O fato de tantas pessoas morrerem no ano de 2011, revelando números impressionantes, se deve também ao fato de que com o aumento da população mundial, aumenta também o número de pessoas susceptíveis de serem atingidas por terremotos, tsunamis, etc. Isso fica claro, por exemplo, no Rio de Janeiro, que nas últimas décadas teve um vertiginoso aumento de pessoas vivendo em áreas de risco.


O Espiritismo não desconsidera esses fatores naturais, bem humanos, conhecidos pela geologia e pela geografia. A questão é saber se aquelas pessoas estavam ali por acaso ou se estavam pré-destinadas a morrer naqueles acidentes. Para lançar um pouco de luz sobre a questão, devemos nos lembrar que estamos em um mundo de provas e expiações e que o fato de nascermos aqui significa que, no nosso nível evolutivo, este é o mundo que nos cabe, com tudo o que há de bom e de ruim. Quando encarnamos na Terra, estamos sujeitos, por isso mesmo, às condições de vida da Terra, sem privilégios especiais, apenas as diferenças individuais, conforme as escolhas de cada um.


É verdade que muitas pessoas têm pré-definido um gênero de morte, mas isso pode ser alterado conforme a vida que leve. Deus pode, perfeitamente, abreviar ou prolongar uma vida, de acordo com a Sua Justiça. Quantos não são salvos milagrosamente de um tsunami ou queda de avião? Por que uns têm esse privilégio, quando uma maioria sucumbe? Quando Deus julga que não é a hora de deixar a existência física, não importa o que ocorra, nada acontece sem a permissão divina, e quem não deve morrer não morre.

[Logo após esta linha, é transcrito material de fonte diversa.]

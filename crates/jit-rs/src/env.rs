use std::env;
use std::sync::OnceLock;

static JITRS_LINT_ON_EXPORT: OnceLock<bool> = OnceLock::new();
static JITRS_LINT_ON_TRACE_EXIT: OnceLock<bool> = OnceLock::new();

fn parse_bool(value: &str) -> bool {
    let normalized = value.trim().to_ascii_lowercase();
    matches!(normalized.as_str(), "1" | "true" | "yes" | "on")
}

fn flag(cell: &OnceLock<bool>, name: &str, default: bool) -> bool {
    *cell.get_or_init(|| match env::var(name) {
        Ok(value) if !value.trim().is_empty() => parse_bool(&value),
        _ => default,
    })
}

/// Whether `export` lints the graph before encoding (`JITRS_LINT_ON_EXPORT`, default on).
pub(crate) fn lint_on_export() -> bool {
    flag(&JITRS_LINT_ON_EXPORT, "JITRS_LINT_ON_EXPORT", true)
}

/// Whether trace exit lints the captured graph (`JITRS_LINT_ON_TRACE_EXIT`, default off).
pub(crate) fn lint_on_trace_exit() -> bool {
    flag(&JITRS_LINT_ON_TRACE_EXIT, "JITRS_LINT_ON_TRACE_EXIT", false)
}

#[cfg(test)]
mod tests {
    use super::parse_bool;

    #[test]
    fn parses_truthy_spellings() {
        for value in ["1", "true", "YES", " on "] {
            assert!(parse_bool(value), "{value}");
        }
        for value in ["0", "off", "nope", ""] {
            assert!(!parse_bool(value), "{value}");
        }
    }
}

Até mesmo alguns que tentaram o suicídio não tiveram sucesso em sua tentativa, porque a misericórdia divina estabeleceu que não era o momento.


E o que faz com que para uns seja o momento de partir e para outros não? Essa questão só pode ser respondida no âmbito geral, porque não temos como saber a situação individual de cada ser humano, nem muito menos de sondar os desígnios divinos. Mas é importante desconstruir a ideia de que a morte é um castigo para os maus e a vida o prêmio para os bons. A morte, não raras vezes, é a libertação para o espírito encarcerado no corpo, o retorno à pátria espiritual, isso para aqueles que possuem a consciência tranquila. Mas para aqueles outros que se encontram culpados, a morte física os lança em outro patamar de sofrimentos, ampliando os tormentos gerados aqui na Terra.

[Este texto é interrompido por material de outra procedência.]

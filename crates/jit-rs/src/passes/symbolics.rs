//! Built-in ONNX lowerings for the aten ops emitted by the symbolic builder
//! and the script front end.

use super::onnx::{require_inputs, SymbolicContext, SymbolicDef, SymbolicOutputs, SYMBOLIC_DEFS};
use crate::export::scalar_type_to_onnx;
use crate::ir::{AttributeValue, ValueId};
use crate::tensor::{ScalarType, Tensor};
use anyhow::{anyhow, bail, Result};

type Lowered = Result<Option<SymbolicOutputs>>;

macro_rules! register_symbolic {
    ($($name:ident => $kind:literal, $lower:path;)*) => {
        $(
            #[linkme::distributed_slice(SYMBOLIC_DEFS)]
            static $name: SymbolicDef = SymbolicDef {
                kind: $kind,
                lower: $lower,
            };
        )*
    };
}

register_symbolic! {
    ADD => "aten::add", add;
    SUB => "aten::sub", sub;
    MUL => "aten::mul", mul;
    DIV => "aten::div", div;
    POW => "aten::pow", pow;
    NEG => "aten::neg", neg;
    SIGMOID => "aten::sigmoid", sigmoid;
    TANH => "aten::tanh", tanh;
    MM => "aten::mm", matmul;
    MATMUL => "aten::matmul", matmul;
    TRANSPOSE => "aten::t", transpose;
    VIEW => "aten::view", view;
    EXPAND => "aten::expand", expand;
    CAT => "aten::cat", cat;
    CHUNK => "aten::chunk", chunk;
    NARROW => "aten::narrow", narrow;
    SLICE => "aten::slice", slice;
    SUM => "aten::sum", sum;
    SQUEEZE => "aten::squeeze", squeeze;
    UNSQUEEZE => "aten::unsqueeze", unsqueeze;
    INDEX_SELECT => "aten::index_select", index_select;
    CAST => "aten::_cast", cast;
    LT => "aten::lt", less;
    GT => "aten::gt", greater;
    EQ => "aten::eq", equal;
    AND => "aten::__and__", and;
    OR => "aten::__or__", or;
    NOT => "aten::__not__", not;
}

fn one(value: ValueId) -> Lowered {
    Ok(Some(vec![Some(value)]))
}

fn inputs_of(ctx: &SymbolicContext<'_>, inputs: &[Option<ValueId>]) -> Result<Vec<ValueId>> {
    require_inputs(ctx.node().kind(), inputs)
}

/// Right-hand operand: the second input, or the `other` scalar attribute.
fn rhs_operand(ctx: &mut SymbolicContext<'_>, inputs: &[ValueId]) -> Result<ValueId> {
    if let Some(&rhs) = inputs.get(1) {
        return Ok(rhs);
    }
    match ctx.node().attributes().get("other") {
        Some(AttributeValue::T(t)) => {
            let t = t.clone();
            Ok(ctx.constant(t))
        }
        Some(AttributeValue::F(v)) => {
            let v = *v;
            Ok(ctx.constant(Tensor::scalar(v, ScalarType::Float)))
        }
        _ => bail!("{} needs a second operand", ctx.node().kind()),
    }
}

/// Integer attribute written by the builder or a script keyword argument.
fn int_attr(ctx: &SymbolicContext<'_>, name: &str) -> Result<i64> {
    opt_int_attr(ctx, name)?
        .ok_or_else(|| anyhow!("{} requires the '{name}' attribute", ctx.node().kind()))
}

fn opt_int_attr(ctx: &SymbolicContext<'_>, name: &str) -> Result<Option<i64>> {
    match ctx.node().attributes().get(name) {
        None => Ok(None),
        Some(AttributeValue::I(v)) => Ok(Some(*v)),
        Some(other) => bail!(
            "{} expects '{name}' of kind i but found {}",
            ctx.node().kind(),
            other.kind()
        ),
    }
}

fn ints_attr(ctx: &SymbolicContext<'_>, name: &str) -> Result<Vec<i64>> {
    match ctx.node().attributes().get(name) {
        Some(AttributeValue::Is(v)) => Ok(v.clone()),
        Some(AttributeValue::I(v)) => Ok(vec![*v]),
        Some(other) => bail!(
            "{} expects '{name}' of kind is but found {}",
            ctx.node().kind(),
            other.kind()
        ),
        None => bail!("{} requires the '{name}' attribute", ctx.node().kind()),
    }
}

fn string_attr(ctx: &SymbolicContext<'_>, name: &str) -> Result<String> {
    match ctx.node().attributes().get(name) {
        Some(AttributeValue::S(v)) => Ok(v.clone()),
        Some(other) => bail!(
            "{} expects '{name}' of kind s but found {}",
            ctx.node().kind(),
            other.kind()
        ),
        None => bail!("{} requires the '{name}' attribute", ctx.node().kind()),
    }
}

fn alpha(ctx: &SymbolicContext<'_>) -> f64 {
    match ctx.node().attributes().get("alpha") {
        Some(AttributeValue::T(t)) => t.to_f64_vec().first().copied().unwrap_or(1.0),
        Some(AttributeValue::F(v)) => *v,
        Some(AttributeValue::I(v)) => *v as f64,
        _ => 1.0,
    }
}

fn binary(ctx: &mut SymbolicContext<'_>, inputs: &[Option<ValueId>], op_type: &str) -> Lowered {
    let inputs = inputs_of(ctx, inputs)?;
    let lhs = inputs[0];
    let mut rhs = rhs_operand(ctx, &inputs)?;
    let alpha = alpha(ctx);
    if alpha != 1.0 {
        let scale = ctx.constant(Tensor::scalar(alpha, ScalarType::Float));
        rhs = ctx.op1("Mul", &[rhs, scale], |_| {})?;
    }
    one(ctx.op1(op_type, &[lhs, rhs], |_| {})?)
}

fn add(ctx: &mut SymbolicContext<'_>, inputs: &[Option<ValueId>]) -> Lowered {
    binary(ctx, inputs, "Add")
}

fn sub(ctx: &mut SymbolicContext<'_>, inputs: &[Option<ValueId>]) -> Lowered {
    binary(ctx, inputs, "Sub")
}

fn mul(ctx: &mut SymbolicContext<'_>, inputs: &[Option<ValueId>]) -> Lowered {
    binary(ctx, inputs, "Mul")
}

fn div(ctx: &mut SymbolicContext<'_>, inputs: &[Option<ValueId>]) -> Lowered {
    binary(ctx, inputs, "Div")
}

fn pow(ctx: &mut SymbolicContext<'_>, inputs: &[Option<ValueId>]) -> Lowered {
    binary(ctx, inputs, "Pow")
}

fn less(ctx: &mut SymbolicContext<'_>, inputs: &[Option<ValueId>]) -> Lowered {
    binary(ctx, inputs, "Less")
}

fn greater(ctx: &mut SymbolicContext<'_>, inputs: &[Option<ValueId>]) -> Lowered {
    binary(ctx, inputs, "Greater")
}

fn equal(ctx: &mut SymbolicContext<'_>, inputs: &[Option<ValueId>]) -> Lowered {
    binary(ctx, inputs, "Equal")
}

fn and(ctx: &mut SymbolicContext<'_>, inputs: &[Option<ValueId>]) -> Lowered {
    binary(ctx, inputs, "And")
}

fn or(ctx: &mut SymbolicContext<'_>, inputs: &[Option<ValueId>]) -> Lowered {
    binary(ctx, inputs, "Or")
}

fn unary(ctx: &mut SymbolicContext<'_>, inputs: &[Option<ValueId>], op_type: &str) -> Lowered {
    let inputs = inputs_of(ctx, inputs)?;
    one(ctx.op1(op_type, &inputs[..1], |_| {})?)
}

fn neg(ctx: &mut SymbolicContext<'_>, inputs: &[Option<ValueId>]) -> Lowered {
    unary(ctx, inputs, "Neg")
}

fn sigmoid(ctx: &mut SymbolicContext<'_>, inputs: &[Option<ValueId>]) -> Lowered {
    unary(ctx, inputs, "Sigmoid")
}

fn tanh(ctx: &mut SymbolicContext<'_>, inputs: &[Option<ValueId>]) -> Lowered {
    unary(ctx, inputs, "Tanh")
}

fn not(ctx: &mut SymbolicContext<'_>, inputs: &[Option<ValueId>]) -> Lowered {
    unary(ctx, inputs, "Not")
}

fn matmul(ctx: &mut SymbolicContext<'_>, inputs: &[Option<ValueId>]) -> Lowered {
    let inputs = inputs_of(ctx, inputs)?;
    one(ctx.op1("MatMul", &inputs, |_| {})?)
}

fn transpose(ctx: &mut SymbolicContext<'_>, inputs: &[Option<ValueId>]) -> Lowered {
    let inputs = inputs_of(ctx, inputs)?;
    one(ctx.op1("Transpose", &inputs, |n| {
        n.set_is("perm", vec![1, 0]);
    })?)
}

fn shape_constant(ctx: &mut SymbolicContext<'_>) -> Result<ValueId> {
    let sizes = ints_attr(ctx, "size")?;
    let shape = Tensor::from_slice(&[sizes.len() as i64], &sizes)?;
    Ok(ctx.constant(shape))
}

fn view(ctx: &mut SymbolicContext<'_>, inputs: &[Option<ValueId>]) -> Lowered {
    let inputs = inputs_of(ctx, inputs)?;
    let shape = shape_constant(ctx)?;
    one(ctx.op1("Reshape", &[inputs[0], shape], |_| {})?)
}

/// Lowered faithfully; the exporter refuses `onnx::Expand` afterwards.
fn expand(ctx: &mut SymbolicContext<'_>, inputs: &[Option<ValueId>]) -> Lowered {
    let inputs = inputs_of(ctx, inputs)?;
    let shape = shape_constant(ctx)?;
    one(ctx.op1("Expand", &[inputs[0], shape], |_| {})?)
}

fn cat(ctx: &mut SymbolicContext<'_>, inputs: &[Option<ValueId>]) -> Lowered {
    let inputs = inputs_of(ctx, inputs)?;
    let dim = int_attr(ctx, "dim")?;
    one(ctx.op1("Concat", &inputs, |n| {
        n.set_i("axis", dim);
    })?)
}

fn chunk(ctx: &mut SymbolicContext<'_>, inputs: &[Option<ValueId>]) -> Lowered {
    let inputs = inputs_of(ctx, inputs)?;
    let dim = int_attr(ctx, "dim")?;
    let chunks = ctx.node().outputs().len();
    let outputs = ctx.op("Split", &inputs, chunks, |n| {
        n.set_i("axis", dim);
    })?;
    Ok(Some(outputs.into_iter().map(Some).collect()))
}

fn slice_op(
    ctx: &mut SymbolicContext<'_>,
    input: ValueId,
    dim: i64,
    start: i64,
    end: i64,
) -> Lowered {
    one(ctx.op1("Slice", &[input], |n| {
        n.set_is("axes", vec![dim])
            .set_is("starts", vec![start])
            .set_is("ends", vec![end]);
    })?)
}

fn narrow(ctx: &mut SymbolicContext<'_>, inputs: &[Option<ValueId>]) -> Lowered {
    let inputs = inputs_of(ctx, inputs)?;
    let (dim, start, length) = (
        int_attr(ctx, "dim")?,
        int_attr(ctx, "start")?,
        int_attr(ctx, "length")?,
    );
    slice_op(ctx, inputs[0], dim, start, start + length)
}

fn slice(ctx: &mut SymbolicContext<'_>, inputs: &[Option<ValueId>]) -> Lowered {
    let inputs = inputs_of(ctx, inputs)?;
    if let Some(step) = opt_int_attr(ctx, "step")?.filter(|&step| step != 1) {
        bail!("slice with step {step} has no ONNX lowering");
    }
    let (dim, start, end) = (
        int_attr(ctx, "dim")?,
        int_attr(ctx, "start")?,
        int_attr(ctx, "end")?,
    );
    slice_op(ctx, inputs[0], dim, start, end)
}

fn sum(ctx: &mut SymbolicContext<'_>, inputs: &[Option<ValueId>]) -> Lowered {
    let inputs = inputs_of(ctx, inputs)?;
    let axes = opt_int_attr(ctx, "dim")?;
    let keepdim = opt_int_attr(ctx, "keepdim")?.unwrap_or(0) != 0;
    one(ctx.op1("ReduceSum", &inputs, |n| {
        if let Some(axis) = axes {
            n.set_is("axes", vec![axis]);
        }
        n.set_i("keepdims", keepdim as i64);
    })?)
}

fn squeeze(ctx: &mut SymbolicContext<'_>, inputs: &[Option<ValueId>]) -> Lowered {
    let inputs = inputs_of(ctx, inputs)?;
    let dim = int_attr(ctx, "dim")?;
    one(ctx.op1("Squeeze", &inputs, |n| {
        n.set_is("axes", vec![dim]);
    })?)
}

fn unsqueeze(ctx: &mut SymbolicContext<'_>, inputs: &[Option<ValueId>]) -> Lowered {
    let inputs = inputs_of(ctx, inputs)?;
    let dim = int_attr(ctx, "dim")?;
    one(ctx.op1("Unsqueeze", &inputs, |n| {
        n.set_is("axes", vec![dim]);
    })?)
}

fn index_select(ctx: &mut SymbolicContext<'_>, inputs: &[Option<ValueId>]) -> Lowered {
    let inputs = inputs_of(ctx, inputs)?;
    let dim = int_attr(ctx, "dim")?;
    one(ctx.op1("Gather", &inputs, |n| {
        n.set_i("axis", dim);
    })?)
}

fn cast(ctx: &mut SymbolicContext<'_>, inputs: &[Option<ValueId>]) -> Lowered {
    let inputs = inputs_of(ctx, inputs)?;
    let name = string_attr(ctx, "dtype")?;
    let scalar_type =
        ScalarType::from_name(&name).ok_or_else(|| anyhow!("unknown cast target '{name}'"))?;
    let to = scalar_type_to_onnx(scalar_type) as i64;
    one(ctx.op1("Cast", &inputs, |n| {
        n.set_i("to", to);
    })?)
}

Através das mortes coletivas, Deus utiliza a destruição como ferramenta de renovação e de impulso ao progresso. O Japão é um bom exemplo de renovação e progresso tecnológico diante das antigas e recentes catástrofes que sofreu este país.

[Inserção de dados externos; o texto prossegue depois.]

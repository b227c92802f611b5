use super::attributes::AttributeValue;
use super::graph::Graph;
use super::node::{NodeId, ValueId};
use super::symbol::Symbol;
use std::collections::HashSet;
use thiserror::Error;

/// First inconsistency found by [`Graph::lint`].
#[derive(Debug, Error, Clone, PartialEq, Eq)]
pub enum LintError {
    #[error("node list is broken around {kind}: neighbours do not point back")]
    BrokenLink { kind: Symbol },
    #[error("{kind} input {offset} refers to a destroyed or foreign value")]
    DanglingInput { kind: Symbol, offset: usize },
    #[error("{kind} input {offset} uses %{value} before its definition")]
    UseBeforeDefinition {
        kind: Symbol,
        offset: usize,
        value: String,
    },
    #[error("{kind} input {offset} (%{value}) is missing from the value's use-list")]
    MissingUse {
        kind: Symbol,
        offset: usize,
        value: String,
    },
    #[error("%{value} lists a use by {user:?} input {offset} that does not exist")]
    StaleUse {
        value: String,
        user: NodeId,
        offset: usize,
    },
    #[error("%{value} lists the same use more than once")]
    DuplicateUse { value: String },
    #[error("%{value} is not owned by the node that lists it as output {offset}")]
    OutputOwnership { value: String, offset: usize },
    #[error("{kind} was created but never inserted into the graph")]
    UninsertedNode { kind: Symbol },
    #[error("{kind} at stage {stage} follows a node of stage {previous}")]
    StageOrder {
        kind: Symbol,
        stage: usize,
        previous: usize,
    },
    #[error("subgraph attribute '{attribute}' of {kind}: {source}")]
    Subgraph {
        kind: Symbol,
        attribute: String,
        source: Box<LintError>,
    },
}

impl Graph {
    /// Checks use-list duality, def-before-use order, output ownership and
    /// stage order, recursing into subgraph attributes.
    pub fn lint(&self) -> Result<(), LintError> {
        let order = self.lint_links()?;

        let mut scope: HashSet<ValueId> = HashSet::new();
        self.lint_outputs(self.param_node, &mut scope)?;

        let mut last_stage = 0;
        for &node in &order {
            let n = self.node(node);
            if n.stage() < last_stage {
                return Err(LintError::StageOrder {
                    kind: n.kind().clone(),
                    stage: n.stage(),
                    previous: last_stage,
                });
            }
            last_stage = n.stage();
            self.lint_inputs(node, &scope)?;
            self.lint_outputs(node, &mut scope)?;
            self.lint_subgraphs(node)?;
        }
        self.lint_inputs(self.return_node, &scope)?;

        let inserted: HashSet<NodeId> = order.iter().copied().collect();
        for (index, slot) in self.nodes.iter().enumerate() {
            let Some(node) = slot else { continue };
            let id = NodeId {
                graph: self.id,
                index: index as u32,
            };
            if id == self.param_node || id == self.return_node {
                continue;
            }
            if !inserted.contains(&id) {
                return Err(LintError::UninsertedNode {
                    kind: node.kind().clone(),
                });
            }
        }

        for (index, slot) in self.values.iter().enumerate() {
            let Some(value) = slot else { continue };
            let id = ValueId {
                graph: self.id,
                index: index as u32,
            };
            let owned = self
                .try_node(value.node())
                .map(|producer| producer.outputs().get(value.offset()) == Some(&id))
                .unwrap_or(false);
            if !owned {
                return Err(LintError::OutputOwnership {
                    value: value.unique_name(),
                    offset: value.offset(),
                });
            }
            let mut seen = HashSet::new();
            for entry in value.uses() {
                if !seen.insert(*entry) {
                    return Err(LintError::DuplicateUse {
                        value: value.unique_name(),
                    });
                }
                let matches = self
                    .try_node(entry.user)
                    .map(|user| user.inputs().get(entry.offset) == Some(&id))
                    .unwrap_or(false);
                if !matches {
                    return Err(LintError::StaleUse {
                        value: value.unique_name(),
                        user: entry.user,
                        offset: entry.offset,
                    });
                }
            }
        }
        Ok(())
    }

    fn lint_links(&self) -> Result<Vec<NodeId>, LintError> {
        let mut order = Vec::new();
        let mut visited = HashSet::new();
        let mut cursor = self.return_node;
        loop {
            let node = self.node(cursor);
            let (Some(next), Some(_)) = (node.next, node.prev) else {
                return Err(LintError::BrokenLink {
                    kind: node.kind().clone(),
                });
            };
            let points_back = self.try_node(next).and_then(|n| n.prev) == Some(cursor);
            if !points_back || !visited.insert(next) {
                return Err(LintError::BrokenLink {
                    kind: node.kind().clone(),
                });
            }
            if next == self.return_node {
                return Ok(order);
            }
            order.push(next);
            cursor = next;
        }
    }

    fn lint_inputs(&self, node: NodeId, scope: &HashSet<ValueId>) -> Result<(), LintError> {
        let n = self.node(node);
        for (offset, &input) in n.inputs().iter().enumerate() {
            let Some(value) = self.try_value(input) else {
                return Err(LintError::DanglingInput {
                    kind: n.kind().clone(),
                    offset,
                });
            };
            if !scope.contains(&input) {
                return Err(LintError::UseBeforeDefinition {
                    kind: n.kind().clone(),
                    offset,
                    value: value.unique_name(),
                });
            }
            let listed = value
                .uses()
                .iter()
                .filter(|u| u.user == node && u.offset == offset)
                .count();
            if listed != 1 {
                return Err(LintError::MissingUse {
                    kind: n.kind().clone(),
                    offset,
                    value: value.unique_name(),
                });
            }
        }
        Ok(())
    }

    fn lint_outputs(&self, node: NodeId, scope: &mut HashSet<ValueId>) -> Result<(), LintError> {
        for (offset, &output) in self.node(node).outputs().iter().enumerate() {
            let owned = self
                .try_value(output)
                .map(|value| value.node() == node && value.offset() == offset);
            match owned {
                Some(true) => {
                    scope.insert(output);
                }
                _ => {
                    return Err(LintError::OutputOwnership {
                        value: format!("{}", output.index),
                        offset,
                    })
                }
            }
        }
        Ok(())
    }

    fn lint_subgraphs(&self, node: NodeId) -> Result<(), LintError> {
        let n = self.node(node);
        for (name, value) in n.attributes().iter() {
            let graphs: Vec<&Graph> = match value {
                AttributeValue::G(g) => vec![g.as_ref()],
                AttributeValue::Gs(gs) => gs.iter().map(|g| g.as_ref()).collect(),
                _ => continue,
            };
            for graph in graphs {
                graph.lint().map_err(|source| LintError::Subgraph {
                    kind: n.kind().clone(),
                    attribute: name.to_string(),
                    source: Box::new(source),
                })?;
            }
        }
        Ok(())
    }
}
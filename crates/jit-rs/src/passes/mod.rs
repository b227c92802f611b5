//! Graph-to-graph transformations.

pub mod dce;
pub mod onnx;
mod symbolics;

use crate::ir::Graph;

pub use dce::DeadCodeEliminationPass;
pub use onnx::{global_registry, to_onnx, SymbolicContext, SymbolicFn, SymbolicRegistry};

/// Outcome of running a [`GraphPass`].
#[derive(Debug, Clone, Copy, Default, PartialEq, Eq)]
pub struct PassResult {
    pub changed: bool,
    pub erased_nodes: usize,
}

/// In-place rewrite of a graph.
pub trait GraphPass {
    fn name(&self) -> &'static str;

    fn run(&self, graph: &mut Graph) -> anyhow::Result<PassResult>;
}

Devemos buscar os meios de avançar para preservar mais vidas. Mas quando tudo o que pudermos fazer for feito e mesmo assim alguém partir deste mundo, saibamos compreender que a vida é muito mais que a vida física, e olhando a existência desde lá do alto, o que é uma vida diante da eternidade e da infinitude das vidas? Sobre este tema, recomendamos a leitura de O Livro dos Espíritos, sobretudo das questões 737 a 741, que trata dos flagelos destruidores. A espiritualidade lança luz sobre o assunto nos fazendo compreender que a justiça divina paira acima de todas as coisas, até sobre aquelas aparentemente inexplicáveis.


* Breno Henrique de Sousa é paraibano de João Pessoa, graduado em Ciências Agrárias e mestre em Desenvolvimento e Meio Ambiente pela Universidade Federal da Paraíba. Ambientalista e militante do movimento espírita paraibano há mais de 10 anos, sendo articulista e expositor.